OncoTraj: a public benchmark for longitudinal resistance prediction in EGFR-mutant non-small-cell lung cancer on osimertinib

arXiv:2606.11144v1 Announce Type: new Abstract: Resistance to first-line osimertinib in EGFR-mutant non-small-cell lung cancer (NSCLC) is the canonical example of predictable clonal evolution under therapeutic pressure, yet no public benchmark exists for training or evaluating computational models on the corresponding longitudinal patient trajectories. We introduce OncoTraj, a public benchmark of 813 EGFR-mutant NSCLC patients receiving first-line osimertinib, harmonized from three real-world clinical-genomic sources: MSK-CHORD (672 patients), AACR Project GENIE BPC NSCLC (34 patients), and th
The increasing availability of real-world clinical data combined with advancements in machine learning allows for the creation of specialized benchmarks like OncoTraj.
This benchmark provides a crucial standardized tool for developing and evaluating AI models that can predict cancer treatment resistance, accelerating personalized medicine.
The existence of a public, harmonized dataset specifically for predicting osimertinib resistance will significantly improve the accuracy and reliability of computational models in this domain.
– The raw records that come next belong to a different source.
//! Resource trait and types for declarative reconciliation.
//!
//! Every step of an install or uninstall is modeled as a Resource with:
//! - State detection (current vs desired)
//! - Apply function (converge current toward desired)
//!
//! Resources are idempotent: applying one that is already in its desired
//! state reports `NoChange`.

#![allow(dead_code)]

use anyhow::Result;
use std::fmt;

/// Target intent for a managed object.
#[derive(Debug, Clone, Copy, PartialEq, Eq)]
pub enum Ensure {
    Present,
    Absent,
}

/// Current or desired state of a resource
#[derive(Debug, Clone, PartialEq, Eq)]
pub enum ResourceState {
    /// Resource exists/is configured
    Present { details: Option<String> },
    /// Resource does not exist/is not configured
    Absent,
    /// State cannot be determined
    Unknown,
}

impl ResourceState {
    pub fn is_present(&self) -> bool {
        matches!(self, Self::Present { .. })
    }
}

/// Result of applying a resource
#[derive(Debug, Clone, PartialEq, Eq)]
pub enum ApplyResult {
    /// No changes needed
    NoChange,
    /// Resource was created
    Created,
    /// Resource was modified
    Modified,
    /// Resource was removed
    Removed,
    /// Apply was skipped
    Skipped { reason: String },
}

impl ApplyResult {
    /// Check if the result represents a change
    pub fn is_change(&self) -> bool {
        matches!(self, Self::Created | Self::Modified | Self::Removed)
    }
}

/// Context passed to apply operations
pub struct ApplyContext {
    pub dry_run: bool,
    pub verbose: bool,
}

impl ApplyContext {
    pub fn new(dry_run: bool, verbose: bool) -> Self {
        Self { dry_run, verbose }
    }
}

/// Core trait for all reconciliation steps
pub trait Resource: fmt::Debug {
    /// Unique identifier for this resource (e.g. "package:hipache",
    /// "file:/etc/hipache.json")
    fn id(&self) -> String;

    /// Human-readable description
    fn description(&self) -> String;

    /// Resource type category (e.g. "package", "directory", "file",
    /// "init_script", "service")
    fn resource_type(&self) -> &'static str;

    /// Detect current state of this resource
    fn current_state(&self) -> Result<ResourceState>;

    /// Get the desired state (from the declaration)
    fn desired_state(&self) -> ResourceState;

    /// Check if resource needs changes
    fn needs_apply(&self) -> Result<bool> {
        let current = self.current_state()?;
        let desired = self.desired_state();
        Ok(current != desired)
    }

    /// Apply changes to reach desired state
    fn apply(&self, ctx: &ApplyContext) -> Result<ApplyResult>;
}

/// A boxed resource for type-erased plan storage
pub type BoxedResource = Box<dyn Resource>;

/// A diff between current and desired state
#[derive(Debug, Clone)]
pub struct ResourceDiff {
    pub resource_id: String,
    pub resource_type: String,
    pub description: String,
    pub current: ResourceState,
    pub desired: ResourceState,
}

impl ResourceDiff {
    /// Create a diff from a resource, returning None if no changes needed
    pub fn from_resource(resource: &dyn Resource) -> Result<Option<Self>> {
        let current = resource.current_state()?;
        let desired = resource.desired_state();

        if current == desired {
            return Ok(None);
        }

        Ok(Some(Self {
            resource_id: resource.id(),
            resource_type: resource.resource_type().to_string(),
            description: resource.description(),
            current,
            desired,
        }))
    }
}

/// Compute diffs for a plan's resources, keeping only the ones that differ.
pub fn compute_diffs(resources: &[BoxedResource]) -> Vec<ResourceDiff> {
    resources
        .iter()
        .filter_map(|r| ResourceDiff::from_resource(r.as_ref()).ok().flatten())
        .collect()
}

pub mod config_file;
pub mod directory;
pub mod init_script;
pub mod package;
pub mod service;

pub use config_file::ConfigFile;
pub use directory::ConfigDirectory;
pub use init_script::InitScript;
pub use package::NodePackage;
pub use service::{ProxyService, ServiceAction};
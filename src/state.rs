//! Observed runtime state of the managed service.

use crate::declaration::Declaration;
use crate::engine::SystemContext;
use anyhow::Result;
use std::path::PathBuf;

/// What the host currently reports about the declared instance.
#[derive(Debug, Clone)]
pub struct ManagedService {
    pub name: String,
    pub version: Option<String>,
    pub installed: bool,
    pub enabled: bool,
    pub running: bool,
    pub config_path: PathBuf,
    pub config_present: bool,
}

impl ManagedService {
    /// Query the collaborators for the current state of a declaration.
    pub fn observe(declaration: &Declaration, system: &SystemContext) -> Result<Self> {
        let version = system.packages.installed_version(&declaration.name)?;
        Ok(Self {
            name: declaration.name.clone(),
            installed: version.is_some(),
            version,
            enabled: system.services.is_enabled(&declaration.name)?,
            running: system.services.is_running(&declaration.name)?,
            config_path: declaration.config_path.clone(),
            config_present: declaration.config_path.is_file(),
        })
    }
}
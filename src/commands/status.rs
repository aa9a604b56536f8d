//! Status command: observed state of the declared instance.

use crate::Context;
use crate::declaration::Declaration;
use crate::engine::SystemContext;
use crate::state::ManagedService;
use crate::ui;
use anyhow::Result;

pub fn run(_ctx: &Context, declaration: &Declaration) -> Result<()> {
    let system = SystemContext::detect();
    let observed = ManagedService::observe(declaration, &system)?;

    ui::header(&observed.name);
    ui::kv(
        "installed",
        &if observed.installed {
            let version = observed.version.as_deref().unwrap_or("unknown");
            format!("yes ({version})")
        } else {
            "no".to_string()
        },
    );
    ui::kv("enabled", &observed.enabled.to_string());
    ui::kv("running", &observed.running.to_string());
    ui::kv(
        "config",
        &format!(
            "{} ({})",
            observed.config_path.display(),
            if observed.config_present {
                "present"
            } else {
                "missing"
            }
        ),
    );
    ui::kv("init system", &system.flavor.to_string());
    Ok(())
}
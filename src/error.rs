//! Error types for declaration validation and reconciliation.
//!
//! Validation errors are raised synchronously at the point where an option
//! or declaration field is set, so a bad declaration fails before any
//! system state is touched. Reconciliation-time failures (npm, filesystem,
//! initctl) propagate as `anyhow` errors from the resources themselves.

use thiserror::Error;

/// Errors produced by the schema/validation layer and plan construction.
#[derive(Debug, Error)]
pub enum Error {
    /// An option value does not match the schema kind for its key.
    #[error("invalid type for option '{key}': expected {expected}, got {actual}")]
    InvalidType {
        /// Option key that was being set
        key: String,
        /// Human-readable name of the expected kind
        expected: &'static str,
        /// Description of the rejected value
        actual: String,
    },

    /// A version string is neither `latest` nor `x.y.z`.
    #[error("invalid version '{0}': valid versions are 'latest' or 'x.y.z'")]
    InvalidVersion(String),

    /// A structured option was set while a full config override is active.
    #[error("option '{0}' cannot be combined with a full config override")]
    ConflictingConfiguration(String),

    /// The declaration names an option the schema does not know.
    #[error("unknown option: {0}")]
    UnknownOption(String),

    /// Init scripts are only supported on Upstart systems.
    #[error("init scripts are not supported on '{init_system}' init systems")]
    UnsupportedPlatform {
        /// Name of the detected init system
        init_system: String,
    },

    /// IO error
    #[error("IO error: {0}")]
    Io(#[from] std::io::Error),

    /// JSON serialization error
    #[error("JSON error: {0}")]
    Json(#[from] serde_json::Error),
}

/// Result type for validation and planning operations.
pub type Result<T> = std::result::Result<T, Error>;
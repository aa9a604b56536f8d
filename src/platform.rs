//! Init-system detection and init-script rendering.
//!
//! Only Upstart gets an init script; the template is the one unit style
//! this tool knows how to render. Requesting it anywhere else fails loudly
//! with `UnsupportedPlatform` instead of silently degrading.

use crate::error::{Error, Result};
use std::fmt;
use std::path::Path;

/// The init system supervising services on this host.
#[derive(Debug, Clone, Copy, PartialEq, Eq)]
pub enum InitFlavor {
    Upstart,
    Systemd,
    Unknown,
}

impl InitFlavor {
    /// Whether this flavor supports the init-script template.
    pub fn supports_init_script(self) -> bool {
        self == Self::Upstart
    }
}

impl fmt::Display for InitFlavor {
    fn fmt(&self, f: &mut fmt::Formatter<'_>) -> fmt::Result {
        match self {
            Self::Upstart => write!(f, "upstart"),
            Self::Systemd => write!(f, "systemd"),
            Self::Unknown => write!(f, "unknown"),
        }
    }
}

/// Detect the init system of the current host.
pub fn detect() -> InitFlavor {
    if Path::new("/run/systemd/system").is_dir() {
        InitFlavor::Systemd
    } else if Path::new("/sbin/initctl").exists() {
        InitFlavor::Upstart
    } else {
        InitFlavor::Unknown
    }
}

/// Upstart job definition for the proxy daemon.
const UPSTART_TEMPLATE: &str = "\
description \"Hipache distributed proxy\"

start on (local-filesystems and net-device-up IFACE!=lo)
stop on runlevel [!2345]

respawn
respawn limit 10 5

exec {executable} --config {conf_file}
";

/// Render the Upstart job for the given flavor.
///
/// Template variables are the daemon binary name and the config file path.
pub fn render_init_script(
    flavor: InitFlavor,
    executable: &str,
    conf_file: &Path,
) -> Result<String> {
    if !flavor.supports_init_script() {
        return Err(Error::UnsupportedPlatform {
            init_system: flavor.to_string(),
        });
    }
    Ok(UPSTART_TEMPLATE
        .replace("{executable}", executable)
        .replace("{conf_file}", &conf_file.display().to_string()))
}
//! Command entry points: thin orchestration over the engine.

pub mod apply;
pub mod generate;
pub mod service;
pub mod status;
//! Install and uninstall commands.

use crate::Context;
use crate::declaration::Declaration;
use crate::engine::{self, ExecuteOptions, ExecuteSummary, ProgressCallback, SystemContext, planner};
use crate::resource::ApplyResult;
use crate::ui;
use anyhow::Result;

/// Terminal progress reporting for plan execution.
struct UiProgress {
    quiet: bool,
}

impl ProgressCallback for UiProgress {
    fn on_step_start(&mut self, index: usize, total: usize, description: &str) {
        if !self.quiet {
            ui::step(index, total, description);
        }
    }

    fn on_step_complete(&mut self, _id: &str, result: &ApplyResult) {
        if self.quiet {
            return;
        }
        match result {
            ApplyResult::NoChange => ui::dim("already up to date"),
            ApplyResult::Skipped { reason } => ui::dim(&format!("skipped: {reason}")),
            _ => {}
        }
    }
}

pub fn install(ctx: &Context, declaration: &Declaration, dry_run: bool) -> Result<()> {
    declaration.validate()?;
    let system = SystemContext::detect();
    let plan = planner::install_plan(declaration, &system)?;
    run_plan(ctx, &plan, dry_run, &format!("install {}", declaration.name))
}

pub fn uninstall(ctx: &Context, declaration: &Declaration, dry_run: bool) -> Result<()> {
    let system = SystemContext::detect();
    let plan = planner::uninstall_plan(declaration, &system)?;
    run_plan(
        ctx,
        &plan,
        dry_run,
        &format!("uninstall {}", declaration.name),
    )
}

fn run_plan(ctx: &Context, plan: &planner::Plan, dry_run: bool, what: &str) -> Result<()> {
    if dry_run && !ctx.quiet {
        ui::info(&format!("dry run: no changes will be made ({what})"));
        for diff in crate::resource::compute_diffs(&plan.steps) {
            ui::kv(&diff.resource_id, &diff.description);
        }
    }

    let opts = ExecuteOptions {
        dry_run,
        verbose: ctx.verbose > 0,
    };
    let mut progress = UiProgress { quiet: ctx.quiet };
    let summary = engine::execute(plan, &opts, &mut progress)?;

    if !ctx.quiet {
        report(&summary, what);
    }
    Ok(())
}

fn report(summary: &ExecuteSummary, what: &str) {
    if summary.total_changes() == 0 {
        ui::success(&format!("{what}: nothing to change"));
    } else {
        ui::success(&format!(
            "{what}: {} created, {} modified, {} removed",
            summary.created, summary.modified, summary.removed
        ));
    }
    if summary.skipped > 0 {
        ui::dim(&format!("{} step(s) skipped", summary.skipped));
    }
}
- · AI-driven drug discovery platforms
- · Oncology research institutions
- · Pharmaceutical companies developing cancer therapies
- · Patients with EGFR-mutant NSCLC
- · Traditional, less data-driven oncology research methods
Improved predictive models for drug resistance in lung cancer will emerge.
Faster development and deployment of personalized treatment strategies, leading to better patient outcomes.
The success of OncoTraj could catalyze similar public benchmarks for other complex diseases and treatments, accelerating AI adoption in clinical research broadly.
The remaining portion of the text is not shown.